Я пробормотала слова про себя, пытаясь прочувствовать значимые слоги, но они беспомощно повисли у меня на языке: заклинание упрямо не желало распадаться на части.

— Ну? — нетерпеливо вскинулся Рагосток.

Запинаясь и спотыкаясь, я неуклюже продралась через все заклинание и принялась добавлять в воду порошки — щепотку тут, щепотку там. Магия сгущалась вяло и неохотно. Я намешала какой-то бурой мути в воде, просыпала все порошки по очереди на юбку и наконец отчаялась добиться большего. Я подожгла порошок, сощурясь, вгляделась сквозь облако дыма и нащупала колокол.

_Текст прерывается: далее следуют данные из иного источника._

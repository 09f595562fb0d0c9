//! Integration tests for ingesting real directory trees.

use docsift_core::{
    build_query, DocumentStore, DocumentUpdate, IngestionPipeline, LedgerErrorSink, NewDocument,
    PlainTextExtractor, ScanRequest, ScanState, WalkDirWalker,
};
use tempfile::TempDir;

fn write(root: &std::path::Path, rel: &str, contents: &[u8]) {
    let path = root.join(rel);
    if let Some(parent) = path.parent() {
        std::fs::create_dir_all(parent).unwrap();
    }
    std::fs::write(path, contents).unwrap();
}

#[test]
fn test_extension_filter_is_case_insensitive() {
    let temp_dir = TempDir::new().unwrap();
    write(temp_dir.path(), "a.TXT", b"alpha");
    write(temp_dir.path(), "b.md", b"beta");
    write(temp_dir.path(), "c", b"gamma");

    let store = DocumentStore::open_in_memory().unwrap();
    let mut totals = Vec::new();
    let stats = IngestionPipeline::new(&store)
        .run(
            &ScanRequest::new(temp_dir.path()).with_extensions(["txt"]),
            |_, total| totals.push(total),
        )
        .unwrap();

    assert_eq!(stats.total_discovered, 1);
    assert!(totals.iter().all(|t| *t == 1));
    assert_eq!(store.count().unwrap(), 1);

    let hits = store.search(&build_query("", "alpha").unwrap()).unwrap();
    assert_eq!(hits.len(), 1);
    assert_eq!(hits[0].file_name, "a.TXT");
    assert_eq!(hits[0].extension, "txt");
}

#[test]
fn test_partial_failure_tolerance() {
    let temp_dir = TempDir::new().unwrap();
    write(temp_dir.path(), "one.txt", b"first file");
    write(temp_dir.path(), "nested/two.txt", b"second file");
    write(temp_dir.path(), "nested/deeper/three.txt", b"third file");
    write(temp_dir.path(), "nested/big.txt", &[b'x'; 64]);

    let store = DocumentStore::open_in_memory().unwrap();
    let sink = LedgerErrorSink::new(&store);
    let mut pipeline = IngestionPipeline::with_collaborators(
        &store,
        WalkDirWalker::new(),
        PlainTextExtractor::with_max_bytes(32),
    )
    .with_error_sink(&sink);

    let mut processed = Vec::new();
    let stats = pipeline
        .run(
            &ScanRequest::new(temp_dir.path()).with_label("Phone storage"),
            |p, _| processed.push(p),
        )
        .unwrap();

    assert_eq!(stats.total_discovered, 4);
    assert_eq!(processed, vec![0, 1, 2, 3, 4]);
    assert_eq!(store.count().unwrap(), 3);
    assert_eq!(sink.reported(), 1);
    assert_eq!(
        pipeline.state(),
        ScanState::Completed {
            processed: 4,
            total: 4
        }
    );

    let errors = store.list_scan_errors().unwrap();
    assert_eq!(errors[0].name, "big.txt");
    assert_eq!(errors[0].category, "too_large");
    assert_eq!(errors[0].directory, "Phone storage");

    let hits = store.search_raw("content:file").unwrap();
    assert_eq!(hits.len(), 3);
    assert!(hits.iter().all(|h| h.directory == "Phone storage"));
}

#[test]
fn test_ingested_documents_stay_in_sync_after_edits() {
    let temp_dir = TempDir::new().unwrap();
    for i in 0..5 {
        write(
            temp_dir.path(),
            &format!("doc{}.txt", i),
            format!("document number {}", i).as_bytes(),
        );
    }

    let store = DocumentStore::open(temp_dir.path().join("index.sqlite")).unwrap();
    IngestionPipeline::new(&store)
        .run(&ScanRequest::new(temp_dir.path()).with_extensions(["txt"]), |_, _| {})
        .unwrap();
    assert_eq!(store.count().unwrap(), 5);

    let ids: Vec<i64> = store.sequence_ids().unwrap().into_iter().collect();
    store.delete(ids[0]).unwrap();
    store
        .update(
            ids[1],
            &DocumentUpdate {
                name: "renamed.txt".into(),
                extension: "txt".into(),
                content: "rewritten".into(),
            },
        )
        .unwrap();

    assert_eq!(store.sequence_ids().unwrap(), store.index_keys().unwrap());
    assert_eq!(store.search_raw("content:document").unwrap().len(), 3);
    assert_eq!(store.search_raw("name:renamed*").unwrap().len(), 1);
}

#[test]
fn test_store_inside_scanned_tree_is_not_ingested() {
    let temp_dir = TempDir::new().unwrap();
    write(temp_dir.path(), "a.txt", b"plain words");
    write(temp_dir.path(), "blob.bin", b"head\0\0\0tail");

    let store = DocumentStore::open(temp_dir.path().join("index.sqlite")).unwrap();
    // Forces WAL and shm files next to the database
    store
        .insert(&NewDocument::new("/seed", "seed", "", "seed", "seed"))
        .unwrap();

    let sink = LedgerErrorSink::new(&store);
    let stats = IngestionPipeline::new(&store)
        .with_error_sink(&sink)
        .run(&ScanRequest::new(temp_dir.path()), |_, _| {})
        .unwrap();

    assert_eq!(stats.total_discovered, 2);
    assert_eq!(store.count().unwrap(), 2);
    assert_eq!(sink.reported(), 1);

    let errors = store.list_scan_errors().unwrap();
    assert_eq!(errors[0].name, "blob.bin");
    assert_eq!(errors[0].category, "decode");
    assert!(store.search_raw("name:index*").unwrap().is_empty());
}
//! Subcommand implementations.
//!
//! Store access goes through `DocSift::with_store` so SQLite work stays off
//! the runtime threads.

use anyhow::{Context, Result};
use docsift_core::{
    DocSift, DocSiftError, ScanErrorRecord, ScanRequest, ScanRunRecord, SearchResult, SyncReport,
};
use std::io::Write;
use std::path::PathBuf;
use tracing::{info, warn};

pub async fn index(
    api: &DocSift,
    dir: Option<PathBuf>,
    extensions: Vec<String>,
    all: bool,
    label: Option<String>,
) -> Result<()> {
    let (root, extensions) = api
        .with_store(move |store| {
            let root = match dir {
                Some(dir) => dir,
                None => store.last_directory()?.map(PathBuf::from).ok_or_else(|| {
                    DocSiftError::invalid_argument("No directory given and none indexed before")
                })?,
            };
            let root =
                std::fs::canonicalize(&root).map_err(|e| DocSiftError::io_with_path(e, &root))?;

            let extensions = if all {
                Vec::new()
            } else if extensions.is_empty() {
                store.selected_extensions()?
            } else {
                extensions
            };
            store.set_selected_extensions(&extensions)?;
            Ok((root, extensions))
        })
        .await?;

    let mut request = ScanRequest::new(&root).with_extensions(extensions);
    if let Some(label) = label {
        request = request.with_label(label);
    }

    let outcome = api
        .index_directory(request, |processed, total| {
            eprint!("\rIndexing {}/{}", processed, total);
            let _ = std::io::stderr().flush();
        })
        .await
        .with_context(|| format!("Failed to index {}", root.display()))?;
    eprintln!();

    info!(
        "Indexed {} files, skipped {} (see `docsift errors`)",
        outcome.indexed(),
        outcome.skipped
    );
    Ok(())
}

pub async fn search(
    api: &DocSift,
    name: &str,
    content: &str,
    raw: Option<&str>,
    json: bool,
) -> Result<()> {
    let results = match raw {
        Some(raw) => api.search(raw).await?,
        None => {
            if name.trim().is_empty() && content.trim().is_empty() {
                anyhow::bail!("Give --name, --content or --raw");
            }
            api.search_terms(name, content).await?
        }
    };

    if json {
        println!("{}", serde_json::to_string_pretty(&results)?);
    } else {
        print_results(&results);
    }
    Ok(())
}

fn print_results(results: &[SearchResult]) {
    if results.is_empty() {
        println!("No matches");
        return;
    }
    for result in results {
        println!("{}\t[{}]\t{}", result.file_name, result.directory, result.id);
    }
    println!("{} match(es)", results.len());
}

/// Everything `docsift status` shows.
#[derive(Debug)]
pub struct StatusReport {
    pub sync: SyncReport,
    pub tokenizer: String,
    pub extensions: Vec<String>,
    pub runs: Vec<ScanRunRecord>,
}

pub async fn status_report(api: &DocSift) -> Result<StatusReport> {
    let report = api
        .with_store(|store| {
            Ok(StatusReport {
                sync: store.check_consistency()?,
                tokenizer: store.index_stats()?.tokenizer,
                extensions: store.selected_extensions()?,
                runs: store.list_scan_runs()?,
            })
        })
        .await?;
    Ok(report)
}

pub async fn status(api: &DocSift) -> Result<()> {
    let report = status_report(api).await?;

    println!("Documents:      {}", report.sync.document_count);
    println!("Index entries:  {}", report.sync.index_entry_count);
    println!("Tokenizer:      {}", report.tokenizer);
    println!("Extensions:     {}", display_extensions(&report.extensions));
    if report.sync.is_consistent() {
        println!("Index health:   ok");
    } else {
        warn!(
            "Index out of sync: {} documents without entries, {} orphan entries",
            report.sync.missing_entries.len(),
            report.sync.orphan_entries.len()
        );
        println!("Index health:   out of sync (run `docsift rebuild`)");
    }

    for run in &report.runs {
        println!(
            "{}  {} found, {} indexed, {} skipped  ({}, {})",
            run.path,
            run.discovered_count,
            run.success_count,
            run.error_count,
            run.status.as_str(),
            run.updated_at.format("%Y-%m-%d %H:%M")
        );
    }
    Ok(())
}

fn display_extensions(extensions: &[String]) -> String {
    if extensions.is_empty() {
        "all".to_string()
    } else {
        extensions.join(", ")
    }
}

pub async fn rebuild(api: &DocSift) -> Result<()> {
    let entries = api
        .with_store(|store| {
            store.rebuild_index()?;
            store.optimize_index()?;
            Ok(store.index_stats()?.row_count)
        })
        .await?;
    info!("Rebuilt index with {} entries", entries);
    Ok(())
}

pub async fn errors(api: &DocSift, clear: bool) -> Result<()> {
    let (errors, removed): (Vec<ScanErrorRecord>, usize) = api
        .with_store(move |store| {
            let errors = store.list_scan_errors()?;
            let removed = if clear { store.clear_scan_errors()? } else { 0 };
            Ok((errors, removed))
        })
        .await?;

    for error in &errors {
        println!(
            "{}/{}\t{}\t{}",
            error.directory, error.name, error.category, error.message
        );
    }
    if errors.is_empty() {
        println!("No skipped files");
    }
    if clear {
        info!("Cleared {} recorded errors", removed);
    }
    Ok(())
}
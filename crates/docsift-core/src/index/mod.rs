//! SQLite document store with FTS5 full-text search.
//!
//! This module provides:
//! - Document storage in SQLite
//! - An FTS5 index kept in step with it, transaction by transaction
//! - Query building and search execution
//! - Side tables for scan runs, settings, favorites and skipped files

mod document_store;
mod fts5;
mod ledger;
mod query;
mod schema;

pub use document_store::{DocumentStore, SyncReport};
pub use fts5::{FtsConfig, FtsManager, FtsStats};
pub use ledger::{ScanErrorRecord, ScanRunRecord, ScanRunStatus};
pub use query::{build_query, QueryClause, QueryExpression, QueryField};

Я дала магии волю, и колокол звякнул в моей руке — надо же, такой маленький, а ноту издал долгую и глубокую, прямо как громадный колокол в соборе, что с рассветом вызванивает над городом заутреню: этот звук заполнил собою всю залу. Металл гудел под моими пальцами. Я отложила колокол на стол и выжидательно огляделась. Но нет, имя не проступило на пергаменте, не зажглось огненными буквами в воздухе — вообще нигде не появилось.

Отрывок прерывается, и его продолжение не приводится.